Claudio: Why is this oscillating weight so special?
Damien: Multiple brands have already attempted to integrate a peripheral weight, but most abandoned the project because the ball-bearing was too loud, inefficient, and costly to make. In our case, after years of development, these problems have been resolved by machining and managing the finishing touches (hardening and polishing) of the components of the internal bearing in order to guarantee a perfect dimension and finishing.

INDUSTRIAL, MANUFACTURE OR FINE WATCHMAKING;
WHAT’S THE DIFFERENCE?

It’s important to emphasize that Project X41 has nothing to do with industrial-type skeleton movements. Here’s a brief summary explaining the different types of movements

STANDARD OR SKELETON INDUSTRIAL MOVEMENTS

These are mass-produced (hundreds of thousands) movements whose production is usually automated. The skeleton versions are created by perforating the various plates.
ADVANTAGES: Reliable, no development, low cost: around $30-150.
DISADVANTAGES: Difficult to stand out from the crowd, as this type of movement is used by a large number of brands.
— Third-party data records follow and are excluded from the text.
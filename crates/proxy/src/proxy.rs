//! The outbound HTTP proxy (C7) — the only component in the plane that
//! performs a real network call on a connector's behalf. Domain
//! validation, credential injection, and transport all happen here;
//! `protocol://` results are delegated whole to the protocol adapter.

use crate::oauth1::{build_authorization_header, OAuth1Credentials};
use crate::protocol_adapter::ProtocolAdapter;
use crate::registry::ConnectorRegistry;
use base64::Engine;
use cplane_core::{ConnectorResponse, ConnectorResult, HttpMethod, RequestBody, ResponseBody};
use cplane_ratelimit::RateLimiterRegistry;
use cplane_vault::CredentialVault;
use std::collections::HashMap;
use std::sync::Arc;

const FORM_CONTENT_TYPE: &str = "application/x-www-form-urlencoded";

/// Host allowlist check. Exact match only — no suffix or wildcard
/// matching, deliberately stricter than a typical CORS-style check.
pub struct DomainValidator;

impl DomainValidator {
    /// `raw_url` may still contain the literal `{token}` placeholder;
    /// callers substitute a fixed placeholder before calling this so
    /// validation never depends on the real secret value.
    pub fn extract_host(url: &str) -> Option<String> {
        url::Url::parse(url).ok().and_then(|u| u.host_str().map(str::to_string))
    }

    pub fn is_domain_allowed(host: &str, target_domains: &[String]) -> bool {
        target_domains.iter().any(|d| d == host)
    }
}

pub struct ConnectorProxy {
    registry: Arc<ConnectorRegistry>,
    vault: Arc<CredentialVault>,
    rate_limiters: Option<Arc<RateLimiterRegistry>>,
    protocol_adapters: HashMap<String, Arc<ProtocolAdapter>>,
    http: reqwest::Client,
}

impl ConnectorProxy {
    pub fn new(registry: Arc<ConnectorRegistry>, vault: Arc<CredentialVault>) -> Self {
        Self {
            registry,
            vault,
            rate_limiters: None,
            protocol_adapters: HashMap::new(),
            http: reqwest::Client::builder().build().expect("failed to build http client"),
        }
    }

    pub fn with_rate_limiters(mut self, rate_limiters: Arc<RateLimiterRegistry>) -> Self {
        self.rate_limiters = Some(rate_limiters);
        self
    }

    pub fn register_protocol_adapter(&mut self, connector_id: impl Into<String>, adapter: Arc<ProtocolAdapter>) {
        self.protocol_adapters.insert(connector_id.into(), adapter);
    }

    pub async fn execute(&self, result: ConnectorResult) -> ConnectorResponse {
        let started = std::time::Instant::now();

        let manifest = match self.registry.with_connector(&result.connector_id, |c| c.manifest().clone()) {
            Ok(manifest) => manifest,
            Err(e) => return error_response(&result, 0, e.to_string(), started),
        };

        if let Some(rate_limiters) = &self.rate_limiters {
            if !rate_limiters.check(&result.connector_id) {
                return error_response(&result, 429, "rate limited".to_string(), started);
            }
        }

        if let Some(scheme) = result.url.strip_prefix("protocol://") {
            let _ = scheme;
            return match self.protocol_adapters.get(&result.connector_id) {
                Some(adapter) => adapter.execute(&result).await,
                None => error_response(
                    &result,
                    0,
                    format!("no protocol adapter configured for connector '{}'", result.connector_id),
                    started,
                ),
            };
        }

        let validation_url = placeholder_for_validation(&result.url);
        let host = match DomainValidator::extract_host(&validation_url) {
            Some(host) => host,
            None => return error_response(&result, 0, format!("could not parse host from url '{}'", result.url), started),
        };
        if !DomainValidator::is_domain_allowed(&host, &manifest.target_domains) {
            return error_response(&result, 0, format!("domain '{host}' is not in the connector's allowlist"), started);
        }

        let mut url = result.url.clone();
        let mut headers = result.headers.clone();
        if let Err(message) = self.inject_credentials(&result, &mut url, &mut headers).await {
            return error_response(&result, 0, message, started);
        }

        self.transport(&result, &url, &headers, started).await
    }

    async fn inject_credentials(
        &self,
        result: &ConnectorResult,
        url: &mut String,
        headers: &mut HashMap<String, String>,
    ) -> Result<(), String> {
        let connector_id = result.connector_id.as_str();
        let auth_type = result.metadata.get("auth_type").and_then(|v| v.as_str()).unwrap_or("");

        match auth_type {
            "url_token" => {
                if result.credential_vault_key.is_empty() {
                    return Err("url_token auth requires a credential_vault_key".to_string());
                }
                let token = self.retrieve(connector_id, &result.credential_vault_key)?;
                *url = url.replacen("{token}", &token, 1);
                Ok(())
            }
            "oauth1" => {
                let consumer_key_key = metadata_str(result, "oauth_consumer_key")?;
                let consumer_secret_key = metadata_str(result, "oauth_consumer_secret")?;
                let token_key_key = metadata_str(result, "oauth_token_key")?;
                let token_secret_key = metadata_str(result, "oauth_token_secret")?;

                let consumer_key = self.retrieve(connector_id, consumer_key_key)?;
                let consumer_secret = self.retrieve(connector_id, consumer_secret_key)?;
                let token_key = self.retrieve(connector_id, token_key_key)?;
                let token_secret = self.retrieve(connector_id, token_secret_key)?;

                let creds = OAuth1Credentials {
                    consumer_key: &consumer_key,
                    consumer_secret: &consumer_secret,
                    token_key: &token_key,
                    token_secret: &token_secret,
                };
                let header = build_authorization_header(http_method_str(result.method), url, &creds);
                headers.insert("Authorization".to_string(), header);
                Ok(())
            }
            "basic_auth_composed" => {
                let username_key = metadata_str(result, "basic_auth_username_key")?;
                let username = self.retrieve(connector_id, username_key)?;
                let password = self.retrieve(connector_id, &result.credential_vault_key)?;
                let encoded =
                    base64::engine::general_purpose::STANDARD.encode(format!("{username}:{password}"));
                headers.insert("Authorization".to_string(), format!("Basic {encoded}"));
                Ok(())
            }
            _ => {
                if result.credential_vault_key.is_empty() {
                    return Ok(());
                }
                let value = self.retrieve(connector_id, &result.credential_vault_key)?;
                let credential_type = self
                    .vault
                    .describe(&result.credential_vault_key)
                    .map(|d| d.credential_type)
                    .unwrap_or_default();
                match credential_type.as_str() {
                    "oauth_token" | "bearer" => {
                        headers.insert("Authorization".to_string(), format!("Bearer {value}"));
                    }
                    "api_key" => {
                        headers.insert("X-API-Key".to_string(), value);
                    }
                    "basic_auth" => {
                        headers.insert("Authorization".to_string(), format!("Basic {value}"));
                    }
                    "bot_token" => {
                        headers.insert("Authorization".to_string(), format!("Bot {value}"));
                    }
                    _ => {
                        headers.insert("Authorization".to_string(), format!("Bearer {value}"));
                    }
                }
                Ok(())
            }
        }
    }

    fn retrieve(&self, connector_id: &str, key: &str) -> Result<String, String> {
        self.vault
            .retrieve(key, Some(connector_id))
            .map_err(|e| format!("credential error: {e}"))
    }

    async fn transport(
        &self,
        result: &ConnectorResult,
        url: &str,
        headers: &HashMap<String, String>,
        started: std::time::Instant,
    ) -> ConnectorResponse {
        let method = match result.method {
            HttpMethod::Get => reqwest::Method::GET,
            HttpMethod::Post => reqwest::Method::POST,
            HttpMethod::Put => reqwest::Method::PUT,
            HttpMethod::Patch => reqwest::Method::PATCH,
            HttpMethod::Delete => reqwest::Method::DELETE,
        };

        let is_form = headers
            .get("Content-Type")
            .map(|ct| ct.eq_ignore_ascii_case(FORM_CONTENT_TYPE))
            .unwrap_or(false);

        let mut request = self
            .http
            .request(method, url)
            .timeout(std::time::Duration::from_secs(result.timeout_seconds as u64));
        for (key, value) in headers {
            request = request.header(key, value);
        }
        request = match &result.body {
            RequestBody::Empty | RequestBody::Protocol(_) => request,
            RequestBody::Json(value) => {
                if is_form {
                    request.body(value.to_string())
                } else {
                    request.json(value)
                }
            }
            RequestBody::Form(raw) => request.body(raw.clone()),
        };

        match request.send().await {
            Ok(response) => {
                let status_code = response.status().as_u16();
                let mut headers_out = HashMap::new();
                for (name, value) in response.headers() {
                    if let Ok(v) = value.to_str() {
                        headers_out.insert(name.to_string(), v.to_string());
                    }
                }
                let elapsed_ms = started.elapsed().as_secs_f64() * 1000.0;
                let text = response.text().await.unwrap_or_default();
                let body = match serde_json::from_str::<serde_json::Value>(&text) {
                    Ok(v) => ResponseBody::Json(v),
                    Err(_) => ResponseBody::Text(text),
                };
                ConnectorResponse {
                    operation_id: result.operation_id.clone(),
                    connector_id: result.connector_id.clone(),
                    status_code,
                    headers: headers_out,
                    body,
                    elapsed_ms,
                    success: status_code > 0 && status_code < 400,
                    error: String::new(),
                    receipt_id: String::new(),
                }
            }
            Err(e) => error_response(result, 0, format!("transport error: {e}"), started),
        }
    }
}

fn http_method_str(method: HttpMethod) -> &'static str {
    match method {
        HttpMethod::Get => "GET",
        HttpMethod::Post => "POST",
        HttpMethod::Put => "PUT",
        HttpMethod::Patch => "PATCH",
        HttpMethod::Delete => "DELETE",
    }
}

fn metadata_str<'a>(result: &'a ConnectorResult, name: &str) -> Result<&'a str, String> {
    result
        .metadata
        .get(name)
        .and_then(|v| v.as_str())
        .ok_or_else(|| format!("missing required metadata field '{name}'"))
}

/// Swap the `{token}` placeholder for a fixed literal before host
/// extraction, so domain validation never depends on the real secret.
fn placeholder_for_validation(url: &str) -> String {
    url.replacen("{token}", "PLACEHOLDER", 1)
}

fn error_response(result: &ConnectorResult, status_code: u16, error: String, started: std::time::Instant) -> ConnectorResponse {
    ConnectorResponse {
        operation_id: result.operation_id.clone(),
        connector_id: result.connector_id.clone(),
        status_code,
        headers: HashMap::new(),
        body: ResponseBody::Empty,
        elapsed_ms: started.elapsed().as_secs_f64() * 1000.0,
        success: false,
        error,
        receipt_id: String::new(),
    }
}

#[cfg(test)]
mod tests {
    use super::*;

    #[test]
    fn domain_validator_requires_exact_match() {
        let domains = vec!["slack.com".to_string()];
        assert!(DomainValidator::is_domain_allowed("slack.com", &domains));
        assert!(!DomainValidator::is_domain_allowed("evil.slack.com", &domains));
        assert!(!DomainValidator::is_domain_allowed("notslack.com", &domains));
    }

    #[test]
    fn placeholder_substitution_only_touches_token_braces() {
        let url = "https://api.example.com/auth/{token}/status";
        let substituted = placeholder_for_validation(url);
        assert_eq!(substituted, "https://api.example.com/auth/PLACEHOLDER/status");
        assert_eq!(DomainValidator::extract_host(&substituted).unwrap(), "api.example.com");
    }

    #[test]
    fn extract_host_handles_plain_https_url() {
        assert_eq!(
            DomainValidator::extract_host("https://slack.com/api/chat.postMessage").unwrap(),
            "slack.com"
        );
    }
}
“STANDARD” MANUFACTURE MOVEMENTS

The architecture and methods of production are similar to industrial movements, but the various processes are handled partly internally—by the brand—and partly through subcontractors. In some cases, they are simply modified industrial movement bases.
ADVANTAGES: An exclusive movement generally reserved for a single brand.
DISADVANTAGES: Long, costly development. Similar to industrial movements, but more expensive as the quantities produced are much lower (around 10,000). Cost per unit: around $300-800.

X41-STYLE FINE-WATCHMAKING MANUFACTURE MOVEMENT

These are movements produced in very small quantities (around 50-1,000), where each component is individually machined according to a specific design and an exclusive architecture. The finishing and assembly are performed by hand. The time is typically read directly from the movement, without a dial; further evidence of the magic of these mechanical sculptures.
ADVANTAGES: Exclusive, exceptional pieces that really showcase the most in-depth watchmaking expertise. Pure watchmaking art.
DISADVANTAGES: Long development time and high cost: around $1,000-2,500 (without any major complication).

COMPETING WITH THE BIG BRANDS

Some of you made the very pertinent comment that at these prices, we’re going to find ourselves in competition with the big brands. If, at the same price level, your heart is set on a more prestigious name, it’s obvious that we can’t compete with that. But if it’s the item and its mechanical nature that really catch your attention, then for you Project X41 should represent an unrivaled price-quality-magic ratio.

MOVEMENT’S DESIGN

Since the last chapter, we’ve made great progress on the design and construction of the future X41 movement. We have, of course, taken into account your numerous comments:

  • You voted for the automatic version; we’ve integrated an exclusive peripheral weight.
  • Many of you wanted a date display; we’ve integrated this complication in the most prestigious way possible – with a big date.
  • You thought that reading the time could be easier; we’ve created Luminova indexes, and we’ve also increased the contrast between the hands and the movement.

OLD DESIGN

EVOLUTION

  • 1545
  • 150

COLORS VARIATIONS

  • 1187
  • 58
  • 843
  • 305
  • 565
  • 277

BACK MOVEMENT

  • 1070
  • 137
  • 755
  • 41
  • 734
  • 12
  • 587
  • 9

DESIGNING THE CASE

The aim is to construct this new case by utilizing the preexisting codes of our ANOMALY models. Work is already in progress, and we’ll be able to give you a more complete idea of what to expect in the next chapter, but for now, here are a few drawings.

  • 675
  • 13
  • 610
  • 29
  • 304
  • 125
  • 377
  • 95

YOUR OPINION MATTERS

So, what do you think? Leave us a comment; we need your opinion!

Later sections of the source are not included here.